Central to the band's refined creative vision is 'I Used To Be A Design', which brazenly splices together contradictory musical styles and eschews traditional song structures. Originally shopped to Dusty Springfield before her untimely death in 1999, we shall never hear what she would have made of it, but it's not as great a loss as it may seem - Ruth Minnikin's interpretation here is dazzling in all its raw and vulnerable beauty. At 34 minutes, Better Weather may be short, but it's emotionally candid and spiritually vast, dealing with the weight of life itself."
- Paul Johnston

Sunny orch-pop from snowy Nova Scotia. "From a fact-packed biography we learn that living in Halifax, Nova Scotia, The Heavy Blinkers see and average of 43 days of snow a year. Yet with clever use of brass, pedal steel and pristine orchestration, the Canadian quintet conjure the same blue skies as West Coast idols The Beach Boys or The Carpenters.
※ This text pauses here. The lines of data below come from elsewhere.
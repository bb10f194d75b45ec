// Copyright (c) 2025 Erick Bourgeois, firestoned
// SPDX-License-Identifier: MIT

//! Unit tests for `provider/http.rs`

#[cfg(test)]
mod tests {
    use crate::dns_errors::ProviderError;
    use crate::model::{RecordChange, RoutingRecord};
    use crate::provider::http::{build_api_url, map_status};
    use crate::provider::{DnsProvider, HttpDnsProvider};
    use reqwest::StatusCode;
    use serde_json::json;
    use wiremock::matchers::{body_partial_json, header, method, path};
    use wiremock::{Mock, MockServer, ResponseTemplate};

    fn record() -> RoutingRecord {
        RoutingRecord {
            name: "seoul.test.example.com".to_string(),
            geolocation_key: Some("ap-northeast-2".to_string()),
            alias_target: "seoul-alb.elb.amazonaws.com".to_string(),
            alias_zone_id: "Z35SXDOTRQ7X7K".to_string(),
            health_check_ref: Some("seoul".to_string()),
            evaluate_target_health: true,
        }
    }

    fn provider(server: &MockServer) -> HttpDnsProvider {
        HttpDnsProvider::new(&server.uri(), Some("secret-token".to_string()), true).unwrap()
    }

    #[test]
    fn test_build_api_url_adds_scheme_and_trailing_slash() {
        assert_eq!(
            build_api_url("dns-api.internal:8443").unwrap().as_str(),
            "http://dns-api.internal:8443/"
        );
        assert_eq!(
            build_api_url("https://dns-api.internal/").unwrap().as_str(),
            "https://dns-api.internal/"
        );
        assert_eq!(
            build_api_url("https://dns-api.internal/api")
                .unwrap()
                .as_str(),
            "https://dns-api.internal/api/"
        );
    }

    #[test]
    fn test_map_status_categories() {
        assert!(matches!(
            map_status(StatusCode::NOT_FOUND, "zone Z1", String::new()),
            ProviderError::NotFound { .. }
        ));
        assert!(map_status(StatusCode::TOO_MANY_REQUESTS, "r", String::new()).is_retryable());
        assert!(map_status(StatusCode::SERVICE_UNAVAILABLE, "r", String::new()).is_retryable());
        assert_eq!(
            map_status(StatusCode::BAD_REQUEST, "r", "bad alias".to_string()),
            ProviderError::Permanent {
                status: 400,
                message: "bad alias".to_string()
            }
        );
    }

    #[tokio::test]
    async fn test_list_records_sends_token_and_decodes() {
        let server = MockServer::start().await;
        Mock::given(method("GET"))
            .and(path("/v1/zones/Z1234567890ABC/records"))
            .and(header("authorization", "Bearer secret-token"))
            .respond_with(ResponseTemplate::new(200).set_body_json(json!({
                "records": [record()]
            })))
            .mount(&server)
            .await;

        let records = provider(&server)
            .list_records("Z1234567890ABC")
            .await
            .unwrap();

        assert_eq!(records, vec![record()]);
    }

    #[tokio::test]
    async fn test_change_records_posts_batch() {
        let server = MockServer::start().await;
        Mock::given(method("POST"))
            .and(path("/v1/zones/Z1234567890ABC/changes"))
            .and(body_partial_json(json!({
                "changes": [{"action": "CREATE", "record": {"name": "seoul.test.example.com"}}]
            })))
            .respond_with(ResponseTemplate::new(200))
            .expect(1)
            .mount(&server)
            .await;

        provider(&server)
            .change_records("Z1234567890ABC", &[RecordChange::Create(record())])
            .await
            .unwrap();
    }

    #[tokio::test]
    async fn test_change_records_throttled_is_transient() {
        let server = MockServer::start().await;
        Mock::given(method("POST"))
            .and(path("/v1/zones/Z1234567890ABC/changes"))
            .respond_with(ResponseTemplate::new(429).set_body_string("Throttling"))
            .mount(&server)
            .await;

        let err = provider(&server)
            .change_records("Z1234567890ABC", &[RecordChange::Delete(record())])
            .await
            .unwrap_err();

        assert_eq!(
            err,
            ProviderError::Transient {
                status: 429,
                message: "Throttling".to_string()
            }
        );
    }

    #[tokio::test]
    async fn test_get_hosted_zone_not_found() {
        let server = MockServer::start().await;
        Mock::given(method("GET"))
            .and(path("/v1/zones/ZMISSING"))
            .respond_with(ResponseTemplate::new(404))
            .mount(&server)
            .await;

        let err = provider(&server)
            .get_hosted_zone("ZMISSING")
            .await
            .unwrap_err();
        assert!(matches!(err, ProviderError::NotFound { .. }));
    }

    #[tokio::test]
    async fn test_create_hosted_zone_is_managed() {
        let server = MockServer::start().await;
        Mock::given(method("POST"))
            .and(path("/v1/zones"))
            .and(body_partial_json(json!({
                "domainName": "test.example.com",
                "callerReference": "georoute-test.example.com"
            })))
            .respond_with(ResponseTemplate::new(201).set_body_json(json!({
                "id": "ZNEW00000001",
                "domainName": "test.example.com"
            })))
            .mount(&server)
            .await;

        let zone = provider(&server)
            .create_hosted_zone("test.example.com", "georoute-test.example.com")
            .await
            .unwrap();

        assert_eq!(zone.id, "ZNEW00000001");
        assert!(zone.managed);
    }

    #[tokio::test]
    async fn test_missing_health_check_is_none() {
        let server = MockServer::start().await;
        Mock::given(method("GET"))
            .and(path("/v1/healthchecks/seoul"))
            .respond_with(ResponseTemplate::new(404))
            .mount(&server)
            .await;

        assert!(provider(&server)
            .get_health_check("seoul")
            .await
            .unwrap()
            .is_none());
    }

    #[tokio::test]
    async fn test_undecodable_body_is_decode_error() {
        let server = MockServer::start().await;
        Mock::given(method("GET"))
            .and(path("/v1/zones/Z1/records"))
            .respond_with(ResponseTemplate::new(200).set_body_string("not json"))
            .mount(&server)
            .await;

        let err = provider(&server).list_records("Z1").await.unwrap_err();
        assert!(matches!(err, ProviderError::Decode { .. }));
        assert!(!err.is_retryable());
    }
}
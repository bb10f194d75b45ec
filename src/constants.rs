// Copyright (c) 2025 Erick Bourgeois, firestoned
// SPDX-License-Identifier: MIT

//! Global constants for the georoute controller.
//!
//! This module contains all numeric and string constants used throughout the codebase.
//! Constants are organized by category for easy maintenance.

// ============================================================================
// Configuration Constants
// ============================================================================

/// Environment variable holding the path of the YAML configuration file
pub const CONFIG_PATH_ENV: &str = "GEOROUTE_CONFIG";

/// Configuration file used when `GEOROUTE_CONFIG` is unset
pub const DEFAULT_CONFIG_PATH: &str = "/etc/georoute/config.yaml";

/// Environment variable overriding the provider API token
pub const PROVIDER_TOKEN_ENV: &str = "GEOROUTE_PROVIDER_TOKEN";

// ============================================================================
// DNS Naming Constants
// ============================================================================

/// Label used for the default (catch-all) record when `default_record: www`
pub const DEFAULT_RECORD_LABEL: &str = "www";

/// Maximum length of a single DNS label
pub const MAX_DNS_LABEL_LEN: usize = 63;

/// Maximum length of a hosted zone identifier
pub const MAX_ZONE_ID_LEN: usize = 32;

/// Prefix some providers put in front of hosted zone identifiers
pub const HOSTED_ZONE_ID_PREFIX: &str = "/hostedzone/";

// ============================================================================
// Health Check Constants
// ============================================================================

/// Default health check path
pub const DEFAULT_HEALTH_CHECK_PATH: &str = "/health";

/// Default interval between probes for a region (30 seconds)
pub const DEFAULT_HEALTH_CHECK_INTERVAL_SECS: u64 = 30;

/// Default consecutive results needed to confirm a status change
pub const DEFAULT_FAILURE_THRESHOLD: u32 = 3;

/// Default per-probe timeout (5 seconds)
pub const DEFAULT_PROBE_TIMEOUT_SECS: u64 = 5;

/// Maximum jitter applied to the probe interval (±20%)
pub const PROBE_JITTER_FACTOR: f64 = 0.2;

/// User agent sent with every health probe
pub const PROBE_USER_AGENT: &str = concat!("georoute-health/", env!("CARGO_PKG_VERSION"));

// ============================================================================
// Reconciliation Constants
// ============================================================================

/// Default cadence of periodic reconciliation passes (60 seconds)
pub const DEFAULT_RECONCILE_INTERVAL_SECS: u64 = 60;

/// Default window in which health events coalesce into one pass (2 seconds)
pub const DEFAULT_DEBOUNCE_MILLIS: u64 = 2000;

/// Default maximum number of apply attempts per reconciliation pass
pub const DEFAULT_MAX_APPLY_ATTEMPTS: u32 = 5;

/// Capacity of the health event channel feeding the controller loop
pub const HEALTH_EVENT_CHANNEL_CAPACITY: usize = 64;

// ============================================================================
// Provider API Constants
// ============================================================================

/// HTTP timeout for DNS provider API calls (30 seconds)
pub const PROVIDER_REQUEST_TIMEOUT_SECS: u64 = 30;

// ============================================================================
// Runtime Constants
// ============================================================================

/// Number of worker threads for Tokio runtime
pub const TOKIO_WORKER_THREADS: usize = 4;

// ============================================================================
// Metrics Server Constants
// ============================================================================

/// Default bind address for the metrics and outputs HTTP server
pub const DEFAULT_SERVER_BIND_ADDRESS: &str = "0.0.0.0:8080";

/// Path for Prometheus metrics endpoint
pub const METRICS_SERVER_PATH: &str = "/metrics";

/// Path for the published outputs endpoint
pub const OUTPUTS_SERVER_PATH: &str = "/outputs";

/// Path for the liveness endpoint
pub const HEALTHZ_SERVER_PATH: &str = "/healthz";
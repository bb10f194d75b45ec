// Copyright (c) 2025 Erick Bourgeois, firestoned
// SPDX-License-Identifier: MIT

//! Configuration file loading and validation.
//!
//! The file is YAML. [`Config`] mirrors it field for field; [`Config::into_settings`]
//! validates it into the typed [`Settings`] the rest of the controller runs on.
//!
//! # Example
//!
//! ```yaml
//! project_name: shop
//! domain_name: shop.example.com
//! create_hosted_zone: true
//! fallback:
//!   domain_name: d123456.cloudfront.net
//!   zone_id: Z2FDTNDATAQYW2
//! primary_region: seoul
//! regions:
//!   - name: seoul
//!     geolocation_key: ap-northeast-2
//!     alias_dns_name: seoul-alb.elb.amazonaws.com
//!     alias_zone_id: ZWKZPGTI48KDX
//!   - name: us-east
//!     geolocation_key: NA/US-East
//!     alias_dns_name: use1-alb.elb.amazonaws.com
//!     alias_zone_id: Z35SXDOTRQ7X7K
//!     health_check_path: /ready
//! provider:
//!   endpoint: https://dns-api.internal
//!   atomic_batches: true
//! ```

use crate::compiler::{DefaultRecordName, FallbackTarget, RecordNaming};
use crate::constants::{
    CONFIG_PATH_ENV, DEFAULT_CONFIG_PATH, DEFAULT_DEBOUNCE_MILLIS, DEFAULT_FAILURE_THRESHOLD,
    DEFAULT_HEALTH_CHECK_INTERVAL_SECS, DEFAULT_HEALTH_CHECK_PATH, DEFAULT_MAX_APPLY_ATTEMPTS,
    DEFAULT_PROBE_TIMEOUT_SECS, DEFAULT_RECONCILE_INTERVAL_SECS, DEFAULT_SERVER_BIND_ADDRESS,
    PROVIDER_TOKEN_ENV,
};
use crate::controller::ControllerSettings;
use crate::dns_errors::ConfigError;
use crate::registry::{validate_dns_name, ProbeProtocol, Region, RegionRegistry};
use crate::zone::{ZoneSettings, ZoneSource};
use serde::{Deserialize, Serialize};
use std::net::SocketAddr;
use std::path::{Path, PathBuf};
use std::time::Duration;
use tracing::debug;

fn default_bind_address() -> String {
    DEFAULT_SERVER_BIND_ADDRESS.to_string()
}

fn default_true() -> bool {
    true
}

/// Raw configuration file.
#[derive(Clone, Debug, PartialEq, Eq, Serialize, Deserialize)]
#[serde(deny_unknown_fields)]
pub struct Config {
    pub project_name: String,
    pub domain_name: String,
    #[serde(default)]
    pub create_hosted_zone: bool,
    #[serde(default)]
    pub hosted_zone_id: Option<String>,
    #[serde(default)]
    pub default_record: DefaultRecordName,
    #[serde(default)]
    pub fallback: Option<FallbackConfig>,
    #[serde(default)]
    pub primary_region: Option<String>,
    #[serde(default)]
    pub health_check: HealthCheckDefaults,
    pub regions: Vec<RegionConfig>,
    #[serde(default)]
    pub reconcile: ReconcileConfig,
    #[serde(default)]
    pub provider: ProviderConfig,
    #[serde(default)]
    pub outputs_file: Option<PathBuf>,
    #[serde(default = "default_bind_address")]
    pub metrics_bind_address: String,
}

#[derive(Clone, Debug, PartialEq, Eq, Serialize, Deserialize)]
#[serde(deny_unknown_fields)]
pub struct FallbackConfig {
    pub domain_name: String,
    pub zone_id: String,
}

/// Probe settings applied to every region unless overridden.
#[derive(Clone, Debug, PartialEq, Eq, Serialize, Deserialize)]
#[serde(default, deny_unknown_fields)]
pub struct HealthCheckDefaults {
    pub path: String,
    pub interval_secs: u64,
    pub failure_threshold: u32,
    pub timeout_secs: u64,
    pub protocol: ProbeProtocol,
    pub expected_body: Option<String>,
}

impl Default for HealthCheckDefaults {
    fn default() -> Self {
        Self {
            path: DEFAULT_HEALTH_CHECK_PATH.to_string(),
            interval_secs: DEFAULT_HEALTH_CHECK_INTERVAL_SECS,
            failure_threshold: DEFAULT_FAILURE_THRESHOLD,
            timeout_secs: DEFAULT_PROBE_TIMEOUT_SECS,
            protocol: ProbeProtocol::default(),
            expected_body: None,
        }
    }
}

#[derive(Clone, Debug, PartialEq, Eq, Serialize, Deserialize)]
#[serde(deny_unknown_fields)]
pub struct RegionConfig {
    pub name: String,
    pub geolocation_key: String,
    pub alias_dns_name: String,
    pub alias_zone_id: String,
    #[serde(default)]
    pub health_check_path: Option<String>,
    #[serde(default)]
    pub health_check_interval_secs: Option<u64>,
    #[serde(default)]
    pub failure_threshold: Option<u32>,
    #[serde(default)]
    pub health_check_protocol: Option<ProbeProtocol>,
    #[serde(default)]
    pub health_check_port: Option<u16>,
    #[serde(default)]
    pub expected_body: Option<String>,
}

impl RegionConfig {
    fn into_region(self, defaults: &HealthCheckDefaults) -> Region {
        Region {
            name: self.name,
            geolocation_key: self.geolocation_key,
            endpoint_alias: self.alias_dns_name,
            endpoint_zone_id: self.alias_zone_id,
            health_check_path: self
                .health_check_path
                .unwrap_or_else(|| defaults.path.clone()),
            health_check_interval_secs: self
                .health_check_interval_secs
                .unwrap_or(defaults.interval_secs),
            failure_threshold: self.failure_threshold.unwrap_or(defaults.failure_threshold),
            health_check_protocol: self.health_check_protocol.unwrap_or(defaults.protocol),
            health_check_port: self.health_check_port,
            expected_body: self.expected_body.or_else(|| defaults.expected_body.clone()),
        }
    }
}

#[derive(Clone, Debug, PartialEq, Eq, Serialize, Deserialize)]
#[serde(default, deny_unknown_fields)]
pub struct ReconcileConfig {
    pub interval_secs: u64,
    pub debounce_millis: u64,
    pub max_attempts: u32,
}

impl Default for ReconcileConfig {
    fn default() -> Self {
        Self {
            interval_secs: DEFAULT_RECONCILE_INTERVAL_SECS,
            debounce_millis: DEFAULT_DEBOUNCE_MILLIS,
            max_attempts: DEFAULT_MAX_APPLY_ATTEMPTS,
        }
    }
}

/// DNS provider connection. Without an endpoint the in-memory provider is used.
#[derive(Clone, PartialEq, Eq, Serialize, Deserialize)]
#[serde(deny_unknown_fields)]
pub struct ProviderConfig {
    #[serde(default)]
    pub endpoint: Option<String>,
    #[serde(default, skip_serializing)]
    pub token: Option<String>,
    #[serde(default = "default_true")]
    pub atomic_batches: bool,
}

impl Default for ProviderConfig {
    fn default() -> Self {
        Self {
            endpoint: None,
            token: None,
            atomic_batches: true,
        }
    }
}

impl std::fmt::Debug for ProviderConfig {
    fn fmt(&self, f: &mut std::fmt::Formatter<'_>) -> std::fmt::Result {
        f.debug_struct("ProviderConfig")
            .field("endpoint", &self.endpoint)
            .field("token", &self.token.as_ref().map(|_| "<redacted>"))
            .field("atomic_batches", &self.atomic_batches)
            .finish()
    }
}

/// Validated settings.
#[derive(Debug)]
pub struct Settings {
    pub registry: RegionRegistry,
    pub naming: RecordNaming,
    pub fallback: Option<FallbackTarget>,
    pub zone: ZoneSettings,
    pub probe_timeout: Duration,
    pub controller: ControllerSettings,
    pub max_attempts: u32,
    pub provider: ProviderConfig,
    pub outputs_file: Option<PathBuf>,
    pub bind_address: SocketAddr,
}

impl Config {
    /// Parse YAML text. `source` names the origin in error messages.
    ///
    /// # Errors
    ///
    /// Returns [`ConfigError::Malformed`] if the text does not match the schema.
    pub fn from_yaml(source: &str, text: &str) -> Result<Self, ConfigError> {
        serde_yaml::from_str(text).map_err(|e| ConfigError::Malformed {
            path: source.to_string(),
            reason: e.to_string(),
        })
    }

    /// Replace the provider token when `token` is set and non-empty.
    #[must_use]
    pub fn with_token_override(mut self, token: Option<String>) -> Self {
        if let Some(token) = token.filter(|t| !t.trim().is_empty()) {
            self.provider.token = Some(token);
        }
        self
    }

    /// Validate into [`Settings`].
    ///
    /// # Errors
    ///
    /// Returns the first [`ConfigError`] found.
    pub fn into_settings(self) -> Result<Settings, ConfigError> {
        let domain = self.domain_name.trim().trim_end_matches('.').to_ascii_lowercase();
        validate_dns_name(&domain).map_err(|reason| ConfigError::InvalidDomainName {
            domain: self.domain_name.clone(),
            reason,
        })?;

        if self.project_name.trim().is_empty() {
            return Err(invalid("project_name", "must not be empty"));
        }

        let source = if self.create_hosted_zone {
            ZoneSource::Create {
                project_name: self.project_name.trim().to_string(),
            }
        } else {
            let zone_id = self
                .hosted_zone_id
                .filter(|id| !id.trim().is_empty())
                .ok_or(ConfigError::MissingHostedZoneId)?;
            ZoneSource::Existing { zone_id }
        };

        let fallback = match self.fallback {
            Some(fallback) => {
                validate_dns_name(&fallback.domain_name)
                    .map_err(|reason| invalid("fallback.domain_name", &reason))?;
                if fallback.zone_id.trim().is_empty() {
                    return Err(invalid("fallback.zone_id", "must not be empty"));
                }
                Some(FallbackTarget {
                    domain_name: fallback.domain_name,
                    zone_id: fallback.zone_id,
                })
            }
            None => None,
        };

        let defaults = &self.health_check;
        if defaults.timeout_secs == 0 {
            return Err(invalid("health_check.timeout_secs", "must be greater than 0"));
        }

        let regions: Vec<Region> = self
            .regions
            .into_iter()
            .map(|r| r.into_region(defaults))
            .collect();
        let registry = RegionRegistry::new(regions, self.primary_region.as_deref())?;

        let reconcile = &self.reconcile;
        if reconcile.interval_secs == 0 {
            return Err(invalid("reconcile.interval_secs", "must be greater than 0"));
        }
        if reconcile.max_attempts == 0 {
            return Err(invalid("reconcile.max_attempts", "must be at least 1"));
        }

        if let Some(endpoint) = &self.provider.endpoint {
            if endpoint.trim().is_empty() {
                return Err(invalid("provider.endpoint", "must not be empty when set"));
            }
        }

        let bind_address: SocketAddr = self
            .metrics_bind_address
            .parse()
            .map_err(|e: std::net::AddrParseError| invalid("metrics_bind_address", &e.to_string()))?;

        debug!(
            domain = %domain,
            regions = registry.len(),
            primary = %registry.primary().name,
            "Configuration validated"
        );

        Ok(Settings {
            naming: RecordNaming::new(&domain, self.default_record),
            zone: ZoneSettings {
                domain_name: domain,
                source,
                max_attempts: reconcile.max_attempts,
            },
            registry,
            fallback,
            probe_timeout: Duration::from_secs(defaults.timeout_secs),
            controller: ControllerSettings {
                interval: Duration::from_secs(reconcile.interval_secs),
                debounce: Duration::from_millis(reconcile.debounce_millis),
            },
            max_attempts: reconcile.max_attempts,
            provider: self.provider,
            outputs_file: self.outputs_file,
            bind_address,
        })
    }
}

fn invalid(field: &str, reason: &str) -> ConfigError {
    ConfigError::InvalidSetting {
        field: field.to_string(),
        reason: reason.to_string(),
    }
}

/// Configuration path from `GEOROUTE_CONFIG`, or the default location.
#[must_use]
pub fn config_path() -> PathBuf {
    std::env::var_os(CONFIG_PATH_ENV)
        .map(PathBuf::from)
        .unwrap_or_else(|| PathBuf::from(DEFAULT_CONFIG_PATH))
}

/// Read, parse and validate the configuration file, applying environment overrides.
///
/// # Errors
///
/// Returns [`ConfigError::Unreadable`] if the file cannot be read, otherwise any
/// parsing or validation error.
pub fn load(path: &Path) -> Result<Settings, ConfigError> {
    let label = path.display().to_string();
    let text = std::fs::read_to_string(path).map_err(|e| ConfigError::Unreadable {
        path: label.clone(),
        reason: e.to_string(),
    })?;

    Config::from_yaml(&label, &text)?
        .with_token_override(std::env::var(PROVIDER_TOKEN_ENV).ok())
        .into_settings()
}

#[cfg(test)]
#[path = "config_tests.rs"]
mod config_tests;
Multi-layered vocals and parping horns give a swing to the upbeat Far As You Are, while a 24-piece choir and peaceful pedal steel bask ballads like Malmo in perpetual summer. Which isn't to say it's sunshine all the time: for every triumphant Bacharach horn flourish there's sadder soft-pop relection. With it's mournful strings, I Used To Be A Design is tinged with the same melancholy as Surf's Up, but the light always breaks through."
- Jenny Bulley

"One person in a thousand might've discovered the giddy first album from Canada's Heavy Blinkers last year. At least that's what I said when congratulating myself on finding the self-titled record at a used shop just hours before compiling a best of 2000 list that had been short in the powdered - sugar department. ... sweet unironic, harmony drenched pop/rock that targets the candy - loving part of the palate without hitting the gag reflex."
- Scott Wilson

Amplifier Magazine
"Last time out, The Heavy Blinkers impressed all serious pop aficionados with their grasp of baroque/chamber pop with their knowing nods in the general direction of Brian Wilson, Phil Spector, Lee Hazelwood and Burt Bacharach. However, if there were a problem with the previous eponymous release, it would be a lack of a distinctive song from amongst the bunch. From a cursory listen, it is clear that the group has addressed this difficulty with Better Weather. Kudos to Greg Fry, Trevor Forbes, Ruth Minnikin and especially the songwriting team of Jason MacIsaac and Andrew Watt for assembling a compelling set of songs that stands up far better than many of their so-called orchestral pop contemporaries (e.g. The High Llamas, Eric Matthews etc). Immediately persuasive is the trio of "Baby Smile," "Far As You Are" and "Heartstrings" - the former two, impossibly jaunty, sonically textural and sunshine-y ambient; the latter, poignantly poised and touchingly fragile with tunes that will resonate long and hard in your mind. Also of note, the moments when Ruth Minnikin steps up to the lead microphone to deliver vocals that evoke Dusty Springfield at her finest - witness the melancholy beauty of "I Used to be a Design" and "Lazy in Love." Add to this the wordless wonder of "Malmo" - resplendent with gospel choir and the celebratory bookends "It's Finally Done" and what you have is a minor classic that lives up to its illustrious inspirations."
-Kevin Mathews

"Nova Scotia's Heavy Blinkers follow up their excellent self-titled debut with another splendid collection of super catchy orchestrated pop gems. Fans of '60s pop icons like The Buckinghams, Zombies, Beach Boys, Left Banke, and Yellow Balloon will absolutely love this. How could anyone not? The combination of Andrew Watt and Ruth Minnikin's first-rate melodies and the group's sunny California pop vibe will bring a smile to anyone's face. From sweet Brian Wilson-flavored pop gems like "Heartstrings" to mesmerizing instrumentals such as "Malmo," Better Weather is an intoxicating exploration of lush pop sounds."
- Ben Vendetta

"... this is upbeat, summery pop with horns and strings in the right places and it all sounds so damn happy I love it. The one-two punch of Baby Smile and Far As You Are is unbeatable."